What you need to do: Report, in full, each line of the material below in which the string "series" occurs.

Stored data below:

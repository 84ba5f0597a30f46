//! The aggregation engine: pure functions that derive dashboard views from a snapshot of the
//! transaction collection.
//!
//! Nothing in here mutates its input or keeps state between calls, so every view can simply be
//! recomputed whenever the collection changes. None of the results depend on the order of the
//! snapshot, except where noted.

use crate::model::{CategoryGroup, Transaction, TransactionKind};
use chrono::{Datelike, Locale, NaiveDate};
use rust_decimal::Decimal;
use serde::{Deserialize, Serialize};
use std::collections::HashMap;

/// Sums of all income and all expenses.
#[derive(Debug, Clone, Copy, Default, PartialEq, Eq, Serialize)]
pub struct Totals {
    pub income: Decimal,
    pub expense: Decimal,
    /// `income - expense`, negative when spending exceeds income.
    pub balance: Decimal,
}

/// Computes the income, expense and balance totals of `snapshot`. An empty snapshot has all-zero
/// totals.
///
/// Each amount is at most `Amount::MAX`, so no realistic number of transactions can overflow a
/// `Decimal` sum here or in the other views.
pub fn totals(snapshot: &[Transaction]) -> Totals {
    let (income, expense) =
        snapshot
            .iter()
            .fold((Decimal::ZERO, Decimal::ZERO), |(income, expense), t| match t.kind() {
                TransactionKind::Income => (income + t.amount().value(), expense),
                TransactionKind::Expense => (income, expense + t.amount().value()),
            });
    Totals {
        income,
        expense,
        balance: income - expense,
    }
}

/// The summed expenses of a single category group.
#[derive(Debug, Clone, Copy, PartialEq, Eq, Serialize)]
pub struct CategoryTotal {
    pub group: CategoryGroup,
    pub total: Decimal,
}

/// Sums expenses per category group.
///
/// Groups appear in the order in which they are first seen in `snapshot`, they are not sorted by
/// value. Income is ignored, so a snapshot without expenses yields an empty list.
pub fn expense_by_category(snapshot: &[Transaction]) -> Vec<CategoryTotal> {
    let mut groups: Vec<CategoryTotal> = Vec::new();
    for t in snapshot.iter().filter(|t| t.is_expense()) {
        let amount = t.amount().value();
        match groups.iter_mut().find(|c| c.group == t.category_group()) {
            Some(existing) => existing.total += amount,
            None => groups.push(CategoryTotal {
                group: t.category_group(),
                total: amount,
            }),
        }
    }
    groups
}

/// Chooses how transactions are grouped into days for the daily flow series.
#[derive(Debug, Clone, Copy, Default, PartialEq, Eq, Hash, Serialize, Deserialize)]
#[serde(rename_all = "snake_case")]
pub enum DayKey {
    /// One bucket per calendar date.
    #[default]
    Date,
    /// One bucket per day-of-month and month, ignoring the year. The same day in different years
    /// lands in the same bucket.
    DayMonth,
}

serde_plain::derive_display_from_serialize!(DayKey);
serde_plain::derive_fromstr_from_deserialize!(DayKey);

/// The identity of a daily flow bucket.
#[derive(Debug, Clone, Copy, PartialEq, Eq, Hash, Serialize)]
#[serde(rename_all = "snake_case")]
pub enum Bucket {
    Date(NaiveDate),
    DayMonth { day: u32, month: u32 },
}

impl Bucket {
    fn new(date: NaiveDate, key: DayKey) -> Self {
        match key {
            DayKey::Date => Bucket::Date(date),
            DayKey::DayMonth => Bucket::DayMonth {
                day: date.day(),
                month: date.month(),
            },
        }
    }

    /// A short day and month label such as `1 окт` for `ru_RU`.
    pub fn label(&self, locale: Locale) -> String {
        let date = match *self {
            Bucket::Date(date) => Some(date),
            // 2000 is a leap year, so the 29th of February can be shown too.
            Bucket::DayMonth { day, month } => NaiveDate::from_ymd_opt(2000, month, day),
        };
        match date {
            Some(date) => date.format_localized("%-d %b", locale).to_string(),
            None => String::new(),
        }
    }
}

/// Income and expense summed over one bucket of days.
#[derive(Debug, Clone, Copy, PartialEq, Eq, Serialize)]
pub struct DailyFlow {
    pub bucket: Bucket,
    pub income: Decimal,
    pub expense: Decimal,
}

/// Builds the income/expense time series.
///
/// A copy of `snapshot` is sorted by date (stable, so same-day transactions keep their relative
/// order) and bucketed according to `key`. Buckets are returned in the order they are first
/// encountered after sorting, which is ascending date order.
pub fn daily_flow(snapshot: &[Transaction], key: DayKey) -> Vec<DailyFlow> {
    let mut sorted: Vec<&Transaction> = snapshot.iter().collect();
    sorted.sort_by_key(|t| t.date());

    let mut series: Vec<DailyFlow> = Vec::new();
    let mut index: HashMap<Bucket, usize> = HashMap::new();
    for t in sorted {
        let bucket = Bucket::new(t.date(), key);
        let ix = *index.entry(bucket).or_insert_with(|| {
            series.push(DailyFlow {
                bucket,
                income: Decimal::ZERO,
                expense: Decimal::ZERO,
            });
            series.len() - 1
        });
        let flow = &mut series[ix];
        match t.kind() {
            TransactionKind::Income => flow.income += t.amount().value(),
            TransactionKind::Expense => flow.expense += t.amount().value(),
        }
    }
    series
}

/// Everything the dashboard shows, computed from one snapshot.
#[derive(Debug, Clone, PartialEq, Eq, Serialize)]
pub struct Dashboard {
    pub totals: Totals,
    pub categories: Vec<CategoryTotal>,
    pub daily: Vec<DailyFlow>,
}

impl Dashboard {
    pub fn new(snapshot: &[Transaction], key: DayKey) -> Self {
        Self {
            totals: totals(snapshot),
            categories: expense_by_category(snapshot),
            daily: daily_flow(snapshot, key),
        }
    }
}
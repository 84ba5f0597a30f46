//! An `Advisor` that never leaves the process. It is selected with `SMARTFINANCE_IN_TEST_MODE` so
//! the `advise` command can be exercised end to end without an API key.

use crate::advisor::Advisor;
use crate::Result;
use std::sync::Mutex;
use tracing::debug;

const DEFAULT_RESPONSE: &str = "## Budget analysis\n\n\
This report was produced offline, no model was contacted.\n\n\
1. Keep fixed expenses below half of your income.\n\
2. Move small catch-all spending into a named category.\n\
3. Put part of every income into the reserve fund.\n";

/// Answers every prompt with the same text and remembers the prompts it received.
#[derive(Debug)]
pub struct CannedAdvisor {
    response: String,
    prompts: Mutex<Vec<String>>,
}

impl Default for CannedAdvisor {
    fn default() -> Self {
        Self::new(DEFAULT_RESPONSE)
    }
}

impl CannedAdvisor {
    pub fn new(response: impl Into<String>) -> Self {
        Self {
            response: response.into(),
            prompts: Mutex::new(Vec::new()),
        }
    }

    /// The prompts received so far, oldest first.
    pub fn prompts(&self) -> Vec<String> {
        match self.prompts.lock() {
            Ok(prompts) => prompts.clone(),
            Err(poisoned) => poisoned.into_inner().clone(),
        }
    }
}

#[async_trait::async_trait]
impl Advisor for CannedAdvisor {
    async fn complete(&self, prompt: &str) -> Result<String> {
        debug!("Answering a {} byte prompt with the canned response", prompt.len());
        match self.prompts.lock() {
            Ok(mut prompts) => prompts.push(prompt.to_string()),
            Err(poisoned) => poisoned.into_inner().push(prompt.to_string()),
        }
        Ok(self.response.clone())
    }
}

End of Stored data.
Stored data below:

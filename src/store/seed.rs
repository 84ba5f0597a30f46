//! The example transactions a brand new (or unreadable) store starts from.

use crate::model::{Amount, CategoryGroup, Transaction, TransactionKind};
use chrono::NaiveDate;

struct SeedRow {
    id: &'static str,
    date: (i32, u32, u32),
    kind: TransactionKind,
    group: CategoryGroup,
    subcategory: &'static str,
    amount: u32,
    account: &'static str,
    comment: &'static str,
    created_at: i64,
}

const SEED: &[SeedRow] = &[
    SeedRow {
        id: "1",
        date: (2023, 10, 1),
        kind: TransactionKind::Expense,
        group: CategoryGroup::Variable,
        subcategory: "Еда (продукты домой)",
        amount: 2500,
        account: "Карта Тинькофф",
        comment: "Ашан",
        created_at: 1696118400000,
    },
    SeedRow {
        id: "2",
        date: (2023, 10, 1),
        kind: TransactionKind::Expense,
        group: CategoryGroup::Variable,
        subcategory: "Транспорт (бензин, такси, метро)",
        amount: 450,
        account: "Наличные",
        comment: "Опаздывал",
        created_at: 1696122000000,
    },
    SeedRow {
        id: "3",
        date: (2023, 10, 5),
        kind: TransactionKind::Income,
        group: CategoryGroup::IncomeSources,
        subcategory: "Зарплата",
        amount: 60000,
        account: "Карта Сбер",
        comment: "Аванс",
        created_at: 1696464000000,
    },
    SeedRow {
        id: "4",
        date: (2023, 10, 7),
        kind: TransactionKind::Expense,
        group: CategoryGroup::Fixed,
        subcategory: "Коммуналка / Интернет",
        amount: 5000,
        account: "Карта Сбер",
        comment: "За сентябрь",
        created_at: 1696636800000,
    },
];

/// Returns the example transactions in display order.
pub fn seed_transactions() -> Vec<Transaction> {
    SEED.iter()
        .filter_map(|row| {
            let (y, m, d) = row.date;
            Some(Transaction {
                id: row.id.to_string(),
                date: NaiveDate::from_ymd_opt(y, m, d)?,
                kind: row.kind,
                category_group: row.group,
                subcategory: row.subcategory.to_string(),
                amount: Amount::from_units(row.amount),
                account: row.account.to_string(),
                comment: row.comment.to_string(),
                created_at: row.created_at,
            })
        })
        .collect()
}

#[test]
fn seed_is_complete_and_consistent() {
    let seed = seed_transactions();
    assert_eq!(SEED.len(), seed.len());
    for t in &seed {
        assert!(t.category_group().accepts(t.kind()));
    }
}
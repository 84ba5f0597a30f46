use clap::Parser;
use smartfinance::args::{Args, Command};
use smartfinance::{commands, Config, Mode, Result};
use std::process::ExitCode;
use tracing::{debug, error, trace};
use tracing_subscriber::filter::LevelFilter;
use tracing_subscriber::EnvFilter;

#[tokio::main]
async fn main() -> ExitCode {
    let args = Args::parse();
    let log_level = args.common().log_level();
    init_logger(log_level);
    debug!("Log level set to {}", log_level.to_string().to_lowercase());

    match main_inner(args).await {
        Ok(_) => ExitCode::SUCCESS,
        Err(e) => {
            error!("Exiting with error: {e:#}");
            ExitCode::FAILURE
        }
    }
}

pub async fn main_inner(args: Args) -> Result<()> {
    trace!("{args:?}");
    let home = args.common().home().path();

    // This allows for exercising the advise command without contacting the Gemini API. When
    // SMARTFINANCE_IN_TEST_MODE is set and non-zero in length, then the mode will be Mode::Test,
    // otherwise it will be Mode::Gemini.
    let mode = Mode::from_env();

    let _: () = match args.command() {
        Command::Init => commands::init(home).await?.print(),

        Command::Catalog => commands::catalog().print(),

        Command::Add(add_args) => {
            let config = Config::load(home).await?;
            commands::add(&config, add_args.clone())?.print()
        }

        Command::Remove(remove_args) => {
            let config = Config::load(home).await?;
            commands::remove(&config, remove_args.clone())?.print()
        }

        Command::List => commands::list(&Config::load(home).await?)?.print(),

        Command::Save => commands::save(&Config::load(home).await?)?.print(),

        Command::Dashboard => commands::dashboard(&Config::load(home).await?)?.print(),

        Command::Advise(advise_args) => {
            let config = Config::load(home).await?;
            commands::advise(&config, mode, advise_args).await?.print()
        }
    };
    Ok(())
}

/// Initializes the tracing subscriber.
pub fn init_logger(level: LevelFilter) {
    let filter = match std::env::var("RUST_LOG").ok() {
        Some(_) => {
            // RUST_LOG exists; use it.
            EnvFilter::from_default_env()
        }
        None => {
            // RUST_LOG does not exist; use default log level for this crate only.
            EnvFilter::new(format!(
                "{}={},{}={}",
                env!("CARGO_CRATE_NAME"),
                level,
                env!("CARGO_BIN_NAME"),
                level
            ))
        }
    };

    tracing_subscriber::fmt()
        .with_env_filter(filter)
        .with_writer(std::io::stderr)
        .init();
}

End of Stored data.
Stored data below:

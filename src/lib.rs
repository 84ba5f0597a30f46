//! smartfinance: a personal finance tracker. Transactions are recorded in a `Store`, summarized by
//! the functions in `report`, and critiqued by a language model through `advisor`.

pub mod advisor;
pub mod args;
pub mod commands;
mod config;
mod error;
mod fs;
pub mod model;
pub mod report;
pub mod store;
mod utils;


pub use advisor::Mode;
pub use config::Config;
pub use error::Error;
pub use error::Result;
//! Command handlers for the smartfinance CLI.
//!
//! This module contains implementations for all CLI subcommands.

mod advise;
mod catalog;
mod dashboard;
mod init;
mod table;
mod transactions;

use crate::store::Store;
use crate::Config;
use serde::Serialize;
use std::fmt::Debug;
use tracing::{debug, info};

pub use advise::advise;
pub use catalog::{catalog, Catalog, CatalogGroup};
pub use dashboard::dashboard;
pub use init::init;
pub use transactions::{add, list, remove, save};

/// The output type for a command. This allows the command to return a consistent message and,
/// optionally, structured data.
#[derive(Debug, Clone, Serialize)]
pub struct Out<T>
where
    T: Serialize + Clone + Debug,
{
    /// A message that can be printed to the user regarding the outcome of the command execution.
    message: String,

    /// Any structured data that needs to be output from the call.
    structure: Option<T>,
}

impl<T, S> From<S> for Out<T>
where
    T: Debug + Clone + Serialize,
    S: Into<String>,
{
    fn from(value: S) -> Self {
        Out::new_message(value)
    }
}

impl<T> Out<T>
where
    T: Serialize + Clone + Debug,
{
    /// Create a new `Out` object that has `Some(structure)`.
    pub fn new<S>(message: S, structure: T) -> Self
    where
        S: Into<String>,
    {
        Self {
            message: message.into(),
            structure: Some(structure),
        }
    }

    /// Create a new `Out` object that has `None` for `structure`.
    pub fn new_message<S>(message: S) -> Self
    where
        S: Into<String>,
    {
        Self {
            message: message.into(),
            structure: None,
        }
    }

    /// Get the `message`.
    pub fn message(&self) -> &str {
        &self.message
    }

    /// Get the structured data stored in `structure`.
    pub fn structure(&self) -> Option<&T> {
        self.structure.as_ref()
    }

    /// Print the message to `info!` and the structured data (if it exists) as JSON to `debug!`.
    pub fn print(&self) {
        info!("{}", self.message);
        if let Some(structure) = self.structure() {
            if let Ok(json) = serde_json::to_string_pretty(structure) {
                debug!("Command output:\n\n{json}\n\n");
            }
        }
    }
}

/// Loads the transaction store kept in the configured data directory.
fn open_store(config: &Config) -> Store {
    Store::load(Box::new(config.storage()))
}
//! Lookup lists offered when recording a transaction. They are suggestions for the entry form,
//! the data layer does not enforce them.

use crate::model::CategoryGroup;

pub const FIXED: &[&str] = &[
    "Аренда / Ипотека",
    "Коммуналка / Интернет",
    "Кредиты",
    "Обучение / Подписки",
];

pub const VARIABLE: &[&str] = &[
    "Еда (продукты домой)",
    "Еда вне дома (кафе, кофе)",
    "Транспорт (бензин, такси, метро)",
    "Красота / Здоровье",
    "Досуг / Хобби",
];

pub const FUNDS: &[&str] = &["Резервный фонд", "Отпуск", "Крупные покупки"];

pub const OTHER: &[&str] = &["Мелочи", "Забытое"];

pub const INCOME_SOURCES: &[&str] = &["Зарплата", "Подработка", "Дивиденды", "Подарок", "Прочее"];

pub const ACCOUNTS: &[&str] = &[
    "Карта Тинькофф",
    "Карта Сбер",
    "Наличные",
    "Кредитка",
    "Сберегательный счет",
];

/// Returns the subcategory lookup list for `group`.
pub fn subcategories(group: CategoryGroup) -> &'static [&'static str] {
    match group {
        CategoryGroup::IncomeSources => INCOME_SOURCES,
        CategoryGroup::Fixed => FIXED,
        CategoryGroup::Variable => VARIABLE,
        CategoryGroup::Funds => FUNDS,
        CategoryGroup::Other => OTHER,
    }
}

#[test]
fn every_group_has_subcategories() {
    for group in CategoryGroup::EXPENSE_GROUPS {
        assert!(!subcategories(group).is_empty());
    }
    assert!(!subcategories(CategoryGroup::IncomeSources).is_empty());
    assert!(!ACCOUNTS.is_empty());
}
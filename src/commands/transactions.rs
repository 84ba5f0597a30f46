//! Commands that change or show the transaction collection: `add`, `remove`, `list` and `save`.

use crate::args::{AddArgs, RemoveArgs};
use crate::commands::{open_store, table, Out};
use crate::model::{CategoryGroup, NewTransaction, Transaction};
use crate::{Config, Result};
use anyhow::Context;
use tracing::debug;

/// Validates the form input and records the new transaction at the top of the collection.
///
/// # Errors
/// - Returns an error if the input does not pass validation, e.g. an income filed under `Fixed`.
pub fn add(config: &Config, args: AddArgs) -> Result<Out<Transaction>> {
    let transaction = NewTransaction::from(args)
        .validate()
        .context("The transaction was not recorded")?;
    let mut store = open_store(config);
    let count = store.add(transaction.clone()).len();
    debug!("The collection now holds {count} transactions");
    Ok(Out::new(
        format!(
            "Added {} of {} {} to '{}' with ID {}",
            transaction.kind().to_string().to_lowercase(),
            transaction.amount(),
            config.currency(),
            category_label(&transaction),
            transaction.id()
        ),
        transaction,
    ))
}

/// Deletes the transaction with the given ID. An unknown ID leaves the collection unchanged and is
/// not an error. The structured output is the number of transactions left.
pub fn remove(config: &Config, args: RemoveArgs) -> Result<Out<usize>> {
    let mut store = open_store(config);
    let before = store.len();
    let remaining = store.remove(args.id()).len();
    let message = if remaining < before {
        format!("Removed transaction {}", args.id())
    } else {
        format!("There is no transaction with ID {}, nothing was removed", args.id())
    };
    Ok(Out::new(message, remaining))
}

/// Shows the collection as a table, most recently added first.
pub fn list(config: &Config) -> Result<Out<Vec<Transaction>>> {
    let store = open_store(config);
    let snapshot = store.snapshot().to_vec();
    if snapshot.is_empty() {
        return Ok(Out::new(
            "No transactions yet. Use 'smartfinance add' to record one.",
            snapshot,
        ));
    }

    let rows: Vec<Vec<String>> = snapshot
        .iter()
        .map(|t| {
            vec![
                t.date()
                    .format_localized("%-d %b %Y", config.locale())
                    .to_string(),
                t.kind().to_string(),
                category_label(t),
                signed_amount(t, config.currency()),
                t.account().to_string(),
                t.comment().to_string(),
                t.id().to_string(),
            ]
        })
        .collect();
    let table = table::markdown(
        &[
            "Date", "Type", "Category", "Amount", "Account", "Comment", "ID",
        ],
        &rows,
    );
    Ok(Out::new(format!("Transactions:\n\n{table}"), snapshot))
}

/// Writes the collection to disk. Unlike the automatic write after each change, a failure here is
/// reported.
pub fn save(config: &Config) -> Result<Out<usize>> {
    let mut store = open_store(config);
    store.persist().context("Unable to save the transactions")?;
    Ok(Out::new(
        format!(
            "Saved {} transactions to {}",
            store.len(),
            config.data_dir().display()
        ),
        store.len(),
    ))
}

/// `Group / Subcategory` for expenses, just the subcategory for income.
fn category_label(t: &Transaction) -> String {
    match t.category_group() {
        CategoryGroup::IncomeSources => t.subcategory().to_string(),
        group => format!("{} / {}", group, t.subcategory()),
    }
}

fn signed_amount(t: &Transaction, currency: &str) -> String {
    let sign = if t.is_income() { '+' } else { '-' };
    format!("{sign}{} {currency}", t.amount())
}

End of Stored data.

Answer area:
/// Chooses how transactions are grouped into days for the daily flow series.
/// Builds the income/expense time series.
    let mut series: Vec<DailyFlow> = Vec::new();
            series.push(DailyFlow {
            series.len() - 1
        let flow = &mut series[ix];
    series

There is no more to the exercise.